Debate and controversy about sexual orientation have a long history in the mental health world and discussions regarding whether or not sexual orientation can be changed have been around as long as homosexuality itself (Haldeman, 1994). Such debates often reflect the powerful interface between social sciences and culture. This interface is illustrated by the historical shift that occurred regarding diagnostic determinations of sexual pathology as determined by the consensus of American Psychological Association.

Prior to 1975, the consensus of the psychological community was homosexuality was an illness. In the absence of scientific study, the consensus at that time reflected the larger culture’s prevailing view. Since homosexuality was considered pathological, “treatments” were discussed and devised. Doctors, therapists, and religious leaders have tried to reverse homosexuality using psychoanalytic therapy, prayer and spiritual interventions, electric shock, nausea-inducing drugs, hormone therapy, and surgery. Additionally, behavioral treatments including masturbatory reconditioning and visits to prostitutes have been used to “cure” homosexuality.

However, in 1975 the American Psychological Association removed homosexuality from the Diagnostic and Statistical Manual and urged mental health professionals to work toward removing stigma from homosexuality. This was a huge accomplishment, however homosexuality was replaced with Ego-Dystonic homosexuality (defined as being homosexual but wishing not to be). This distinction was later dropped in 1987 (Haldeman, 1994).

Today, APA takes a firm stance regarding conversion therapies that try to change homosexuality, stating that there is no evidence to support the effectiveness of these “therapies.” Furthermore, a vast amount of sexuality research suggests that homosexuality is not socially constructed but rather determined by biology. In fact research suggests that hormonal influences during fetal development may impact certain parts of the brain and in turn impact sexual orientation. Additionally, researchers have identified several physical differences between homosexual and heterosexual men (i.e., finger length, birth order) all of which suggest that biology is at play in determining sexual orientation. These research findings extend into the animal kingdom as researchers have suggested that physiology largely impacts sexual behavior. Researchers have demonstrated that lesions in certain areas of the male rat brain can increase female-like sexual behavior (Agmo & Ellison, 2003). Thus treating something psychologically that is biologically determined makes about as much sense as trying to use talk therapy to change the color of an individuals eyes.

Despite the fact that homosexuality is no longer considered a mental disorder by the American Psychological Association, some mental health practitioners in various disciplines still continue to try and treat homosexuality as a disorder to be “fixed”. Clearly attempts to reverse or change something, implies that that something is unwanted and unhealthy (Murphy, 1992). Some of these practitioners justify their treatments based upon their own personal religious beliefs that consider homosexuality sinful.
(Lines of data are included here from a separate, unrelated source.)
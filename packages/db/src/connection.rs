//! Database connection management.

use surrealdb::Surreal;
use surrealdb::engine::any::{Any, connect as connect_any};
use surrealdb::opt::auth::Root;
use thiserror::Error;

/// Database connection handle. Cheap to clone; clones share the connection.
pub type Database = Surreal<Any>;

/// Database configuration.
#[derive(Debug, Clone)]
pub struct DbConfig {
    /// Connection endpoint: "mem://", "rocksdb://path" or "file://path"
    pub endpoint: String,
    /// Namespace to use
    pub namespace: String,
    /// Database name to use
    pub database: String,
    /// Optional root credentials for authentication
    pub credentials: Option<(String, String)>,
}

impl Default for DbConfig {
    fn default() -> Self {
        Self {
            endpoint: "mem://".to_string(),
            namespace: "jobsdb".to_string(),
            database: "main".to_string(),
            credentials: None,
        }
    }
}

impl DbConfig {
    /// Create a config for in-memory testing.
    pub fn memory() -> Self {
        Self::default()
    }

    /// Build a config from environment variables.
    ///
    /// - `JOBSDB_DB_ENDPOINT` (default: `mem://`)
    /// - `JOBSDB_DB_NAMESPACE` (default: `jobsdb`)
    /// - `JOBSDB_DB_DATABASE` (default: `main`)
    /// - `JOBSDB_DB_USER`, `JOBSDB_DB_PASS` (optional; both required to sign in)
    pub fn from_env() -> Self {
        let defaults = Self::default();
        let user = env_non_empty("JOBSDB_DB_USER");
        let pass = env_non_empty("JOBSDB_DB_PASS");

        Self {
            endpoint: env_non_empty("JOBSDB_DB_ENDPOINT").unwrap_or(defaults.endpoint),
            namespace: env_non_empty("JOBSDB_DB_NAMESPACE").unwrap_or(defaults.namespace),
            database: env_non_empty("JOBSDB_DB_DATABASE").unwrap_or(defaults.database),
            credentials: user.zip(pass),
        }
    }
}

fn env_non_empty(name: &str) -> Option<String> {
    let value = std::env::var(name).ok()?;
    let trimmed = value.trim();
    if trimmed.is_empty() {
        None
    } else {
        Some(trimmed.to_string())
    }
}

/// Database errors.
#[derive(Debug, Error)]
pub enum DbError {
    #[error("Connection error: {0}")]
    Connection(#[from] surrealdb::Error),
    #[error("Query error: {0}")]
    Query(String),
    #[error("Not found: {0}")]
    NotFound(String),
    #[error("Serialization error: {0}")]
    Serialization(#[from] serde_json::Error),
    #[error("Invalid name: {0}")]
    InvalidName(String),
}

/// Open a connection and select the configured namespace and database.
///
/// Every call yields an independent handle; `mem://` endpoints get their own
/// in-memory datastore.
pub async fn connect(config: &DbConfig) -> Result<Database, DbError> {
    tracing::info!("Connecting to database: {}", config.endpoint);

    let db = connect_any(&config.endpoint).await?;

    if let Some((username, password)) = &config.credentials {
        db.signin(Root { username, password }).await?;
    }

    db.use_ns(&config.namespace)
        .use_db(&config.database)
        .await?;

    tracing::info!(
        "Connected to database: {}/{}",
        config.namespace,
        config.database
    );

    Ok(db)
}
Other mental health professionals defend their attempts to change an individual’s sexual orientation as a matter of free choice for the unhappy client. Sometimes the client’s own personal religious choices consider homosexuality sinful. Clinicians treating these clients state that they are “value-neutral” and insist that clients have a right to choose treatments consistent with each client’s own personal values. However, regardless of the reasons clinicians may have for providing these “treatments”, their efforts to change something clearly implies a negative value. Thus, if the psychological profession wants to make clear the message that homosexuality is a perfectly normal orientation, clinicians who continue to support efforts to change sexual orientation provide society a contradictory message.